_ACTIVITY_
Copy out every line of the records in which "BooksRepository" can be found.

======== DATA SUPPLIED

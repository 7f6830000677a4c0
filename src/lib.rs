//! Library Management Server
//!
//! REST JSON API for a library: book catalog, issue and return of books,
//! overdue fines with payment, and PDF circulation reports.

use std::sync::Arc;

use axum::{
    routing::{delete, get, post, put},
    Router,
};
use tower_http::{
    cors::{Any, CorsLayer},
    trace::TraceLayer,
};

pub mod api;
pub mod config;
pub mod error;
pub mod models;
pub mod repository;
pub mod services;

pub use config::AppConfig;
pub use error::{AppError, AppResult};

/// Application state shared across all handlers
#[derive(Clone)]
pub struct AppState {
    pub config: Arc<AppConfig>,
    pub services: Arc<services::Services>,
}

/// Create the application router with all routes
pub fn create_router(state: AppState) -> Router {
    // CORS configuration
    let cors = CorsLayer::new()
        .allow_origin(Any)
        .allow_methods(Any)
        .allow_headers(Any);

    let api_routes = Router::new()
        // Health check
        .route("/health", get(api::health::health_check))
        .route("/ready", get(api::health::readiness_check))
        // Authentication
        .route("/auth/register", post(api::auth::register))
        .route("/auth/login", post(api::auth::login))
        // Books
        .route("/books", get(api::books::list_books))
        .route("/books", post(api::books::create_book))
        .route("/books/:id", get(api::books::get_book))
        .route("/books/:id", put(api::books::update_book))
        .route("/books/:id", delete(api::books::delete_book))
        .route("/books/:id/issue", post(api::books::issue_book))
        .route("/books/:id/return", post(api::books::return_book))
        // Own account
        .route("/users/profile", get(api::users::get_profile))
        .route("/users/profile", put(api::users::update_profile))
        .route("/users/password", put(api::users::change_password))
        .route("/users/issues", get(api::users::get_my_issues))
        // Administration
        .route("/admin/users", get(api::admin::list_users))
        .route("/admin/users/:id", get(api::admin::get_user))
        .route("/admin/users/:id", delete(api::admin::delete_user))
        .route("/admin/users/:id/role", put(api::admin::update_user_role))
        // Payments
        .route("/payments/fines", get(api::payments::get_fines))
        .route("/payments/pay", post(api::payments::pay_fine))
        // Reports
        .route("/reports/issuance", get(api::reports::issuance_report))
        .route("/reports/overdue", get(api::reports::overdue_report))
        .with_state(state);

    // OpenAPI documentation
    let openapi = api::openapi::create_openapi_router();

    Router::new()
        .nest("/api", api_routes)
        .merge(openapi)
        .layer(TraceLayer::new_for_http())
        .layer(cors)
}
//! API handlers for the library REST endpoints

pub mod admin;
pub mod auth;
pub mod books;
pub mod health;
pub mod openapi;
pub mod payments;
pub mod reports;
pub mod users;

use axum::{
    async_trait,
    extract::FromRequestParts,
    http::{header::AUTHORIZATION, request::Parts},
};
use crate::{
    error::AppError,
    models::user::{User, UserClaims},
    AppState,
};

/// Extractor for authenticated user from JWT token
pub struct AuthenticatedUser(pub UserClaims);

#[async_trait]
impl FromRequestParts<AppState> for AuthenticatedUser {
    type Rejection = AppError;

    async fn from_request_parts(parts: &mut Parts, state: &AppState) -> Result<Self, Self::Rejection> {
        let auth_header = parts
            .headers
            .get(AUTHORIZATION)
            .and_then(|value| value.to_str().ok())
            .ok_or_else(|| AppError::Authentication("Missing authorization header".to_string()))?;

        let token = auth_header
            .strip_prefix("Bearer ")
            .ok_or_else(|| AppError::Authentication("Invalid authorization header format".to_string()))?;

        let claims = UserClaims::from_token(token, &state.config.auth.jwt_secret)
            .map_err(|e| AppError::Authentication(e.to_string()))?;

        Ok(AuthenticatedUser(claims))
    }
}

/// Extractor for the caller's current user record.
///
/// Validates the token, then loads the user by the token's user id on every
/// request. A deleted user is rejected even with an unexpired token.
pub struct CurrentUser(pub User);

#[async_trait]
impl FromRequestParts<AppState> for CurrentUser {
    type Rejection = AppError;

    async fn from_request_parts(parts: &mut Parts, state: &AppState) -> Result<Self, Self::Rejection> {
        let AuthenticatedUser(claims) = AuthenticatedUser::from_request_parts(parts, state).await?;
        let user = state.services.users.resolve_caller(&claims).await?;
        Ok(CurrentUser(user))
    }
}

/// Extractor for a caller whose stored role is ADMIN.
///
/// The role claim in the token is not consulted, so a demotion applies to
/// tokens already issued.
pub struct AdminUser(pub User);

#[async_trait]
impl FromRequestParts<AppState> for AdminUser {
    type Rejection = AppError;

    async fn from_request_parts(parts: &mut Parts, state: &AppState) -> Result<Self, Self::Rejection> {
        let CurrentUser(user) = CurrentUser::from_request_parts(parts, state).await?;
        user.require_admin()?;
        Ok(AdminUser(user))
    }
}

================
======== DATA SUPPLIED

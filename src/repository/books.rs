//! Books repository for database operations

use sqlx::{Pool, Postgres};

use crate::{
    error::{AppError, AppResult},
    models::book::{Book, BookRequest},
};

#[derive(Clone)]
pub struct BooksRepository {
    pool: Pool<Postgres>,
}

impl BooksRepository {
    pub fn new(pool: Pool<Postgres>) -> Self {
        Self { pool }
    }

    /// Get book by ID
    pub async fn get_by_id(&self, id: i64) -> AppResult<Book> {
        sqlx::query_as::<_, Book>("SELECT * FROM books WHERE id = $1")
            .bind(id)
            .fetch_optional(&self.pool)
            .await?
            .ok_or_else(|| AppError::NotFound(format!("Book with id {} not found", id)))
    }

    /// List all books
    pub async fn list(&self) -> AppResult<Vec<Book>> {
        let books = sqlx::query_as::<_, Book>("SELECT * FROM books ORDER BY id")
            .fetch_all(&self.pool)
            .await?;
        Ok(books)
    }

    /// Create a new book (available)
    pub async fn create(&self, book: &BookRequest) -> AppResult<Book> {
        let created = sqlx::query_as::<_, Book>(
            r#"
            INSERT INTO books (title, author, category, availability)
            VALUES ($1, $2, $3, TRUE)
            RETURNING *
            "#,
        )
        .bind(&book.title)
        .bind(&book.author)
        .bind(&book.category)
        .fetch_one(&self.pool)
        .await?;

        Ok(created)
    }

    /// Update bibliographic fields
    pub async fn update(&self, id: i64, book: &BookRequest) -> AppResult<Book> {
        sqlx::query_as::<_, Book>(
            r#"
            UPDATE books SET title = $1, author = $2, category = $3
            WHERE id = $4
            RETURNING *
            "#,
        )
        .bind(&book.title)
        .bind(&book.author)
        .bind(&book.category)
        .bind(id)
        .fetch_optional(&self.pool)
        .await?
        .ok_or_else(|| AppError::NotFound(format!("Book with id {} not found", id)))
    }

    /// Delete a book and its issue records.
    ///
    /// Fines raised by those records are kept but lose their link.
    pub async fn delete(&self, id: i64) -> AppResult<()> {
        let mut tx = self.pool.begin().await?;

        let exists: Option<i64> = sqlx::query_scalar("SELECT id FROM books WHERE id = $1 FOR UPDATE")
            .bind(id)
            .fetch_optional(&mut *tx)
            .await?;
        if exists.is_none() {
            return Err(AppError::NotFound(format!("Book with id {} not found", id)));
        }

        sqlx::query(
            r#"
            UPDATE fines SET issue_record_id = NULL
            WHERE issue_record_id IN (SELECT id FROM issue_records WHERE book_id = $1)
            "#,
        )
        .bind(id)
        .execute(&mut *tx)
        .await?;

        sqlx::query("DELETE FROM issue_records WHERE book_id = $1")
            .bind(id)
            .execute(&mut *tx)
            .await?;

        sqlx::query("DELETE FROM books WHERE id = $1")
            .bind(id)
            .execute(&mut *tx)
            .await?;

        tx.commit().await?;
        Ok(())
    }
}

================
======== DATA SUPPLIED

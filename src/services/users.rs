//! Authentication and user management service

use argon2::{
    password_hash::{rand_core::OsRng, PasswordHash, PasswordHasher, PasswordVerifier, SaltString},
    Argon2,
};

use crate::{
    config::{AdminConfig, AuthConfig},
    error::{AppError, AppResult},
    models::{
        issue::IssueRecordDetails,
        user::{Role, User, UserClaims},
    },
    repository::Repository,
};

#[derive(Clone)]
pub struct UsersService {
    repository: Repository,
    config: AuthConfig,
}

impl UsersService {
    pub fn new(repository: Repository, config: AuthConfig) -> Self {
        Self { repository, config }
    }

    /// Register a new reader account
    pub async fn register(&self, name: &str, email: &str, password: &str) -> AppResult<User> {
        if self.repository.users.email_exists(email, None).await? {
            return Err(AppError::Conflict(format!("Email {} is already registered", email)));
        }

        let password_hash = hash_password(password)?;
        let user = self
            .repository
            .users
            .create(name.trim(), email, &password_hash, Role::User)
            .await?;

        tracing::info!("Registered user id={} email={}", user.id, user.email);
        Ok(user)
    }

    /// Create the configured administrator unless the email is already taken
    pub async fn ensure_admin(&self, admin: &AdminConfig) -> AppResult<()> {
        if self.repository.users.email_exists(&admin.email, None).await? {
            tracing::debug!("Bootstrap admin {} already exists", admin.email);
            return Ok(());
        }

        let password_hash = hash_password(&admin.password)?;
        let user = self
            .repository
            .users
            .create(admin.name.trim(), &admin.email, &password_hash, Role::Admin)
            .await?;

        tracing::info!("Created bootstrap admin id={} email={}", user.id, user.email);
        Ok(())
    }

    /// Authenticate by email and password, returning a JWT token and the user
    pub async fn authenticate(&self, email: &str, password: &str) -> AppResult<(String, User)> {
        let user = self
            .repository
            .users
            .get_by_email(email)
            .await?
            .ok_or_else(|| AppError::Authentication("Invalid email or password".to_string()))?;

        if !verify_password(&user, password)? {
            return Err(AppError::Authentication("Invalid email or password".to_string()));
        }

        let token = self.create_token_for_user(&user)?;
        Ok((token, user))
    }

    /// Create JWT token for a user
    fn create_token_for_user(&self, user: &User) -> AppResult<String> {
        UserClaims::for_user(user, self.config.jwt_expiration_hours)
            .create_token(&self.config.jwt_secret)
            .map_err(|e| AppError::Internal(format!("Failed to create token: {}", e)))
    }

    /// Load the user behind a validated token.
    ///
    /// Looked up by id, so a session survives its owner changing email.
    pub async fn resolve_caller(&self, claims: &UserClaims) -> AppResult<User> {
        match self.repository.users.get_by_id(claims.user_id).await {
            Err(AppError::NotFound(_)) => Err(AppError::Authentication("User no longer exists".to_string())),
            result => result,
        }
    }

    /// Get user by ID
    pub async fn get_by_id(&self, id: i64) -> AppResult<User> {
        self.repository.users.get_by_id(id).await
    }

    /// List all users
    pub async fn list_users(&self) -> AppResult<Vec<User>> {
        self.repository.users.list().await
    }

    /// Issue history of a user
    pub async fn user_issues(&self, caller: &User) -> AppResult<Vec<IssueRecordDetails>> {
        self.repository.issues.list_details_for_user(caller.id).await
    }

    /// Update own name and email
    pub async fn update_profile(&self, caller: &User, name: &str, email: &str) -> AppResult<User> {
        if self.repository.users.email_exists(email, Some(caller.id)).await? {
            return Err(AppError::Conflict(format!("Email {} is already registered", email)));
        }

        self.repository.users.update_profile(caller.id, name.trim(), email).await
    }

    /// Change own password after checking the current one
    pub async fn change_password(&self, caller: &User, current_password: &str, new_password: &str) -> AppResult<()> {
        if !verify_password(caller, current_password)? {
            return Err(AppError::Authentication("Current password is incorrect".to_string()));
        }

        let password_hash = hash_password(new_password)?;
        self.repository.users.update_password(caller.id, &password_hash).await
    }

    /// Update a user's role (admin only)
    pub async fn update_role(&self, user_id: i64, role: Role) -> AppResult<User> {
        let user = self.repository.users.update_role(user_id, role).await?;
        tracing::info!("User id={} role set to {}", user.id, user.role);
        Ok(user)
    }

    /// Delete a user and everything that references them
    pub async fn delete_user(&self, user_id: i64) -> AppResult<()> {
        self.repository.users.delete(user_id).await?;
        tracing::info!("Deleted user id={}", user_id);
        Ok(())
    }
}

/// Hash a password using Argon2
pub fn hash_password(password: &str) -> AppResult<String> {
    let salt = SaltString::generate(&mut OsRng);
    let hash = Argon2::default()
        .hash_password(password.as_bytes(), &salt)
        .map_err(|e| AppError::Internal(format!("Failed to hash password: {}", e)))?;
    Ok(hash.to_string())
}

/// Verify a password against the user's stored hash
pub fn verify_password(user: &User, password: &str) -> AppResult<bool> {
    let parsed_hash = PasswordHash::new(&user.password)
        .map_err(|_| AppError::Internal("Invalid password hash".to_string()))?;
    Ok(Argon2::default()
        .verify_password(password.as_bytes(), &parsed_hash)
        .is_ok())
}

================

_COMPLETED TASK_
pub struct BooksRepository {
impl BooksRepository {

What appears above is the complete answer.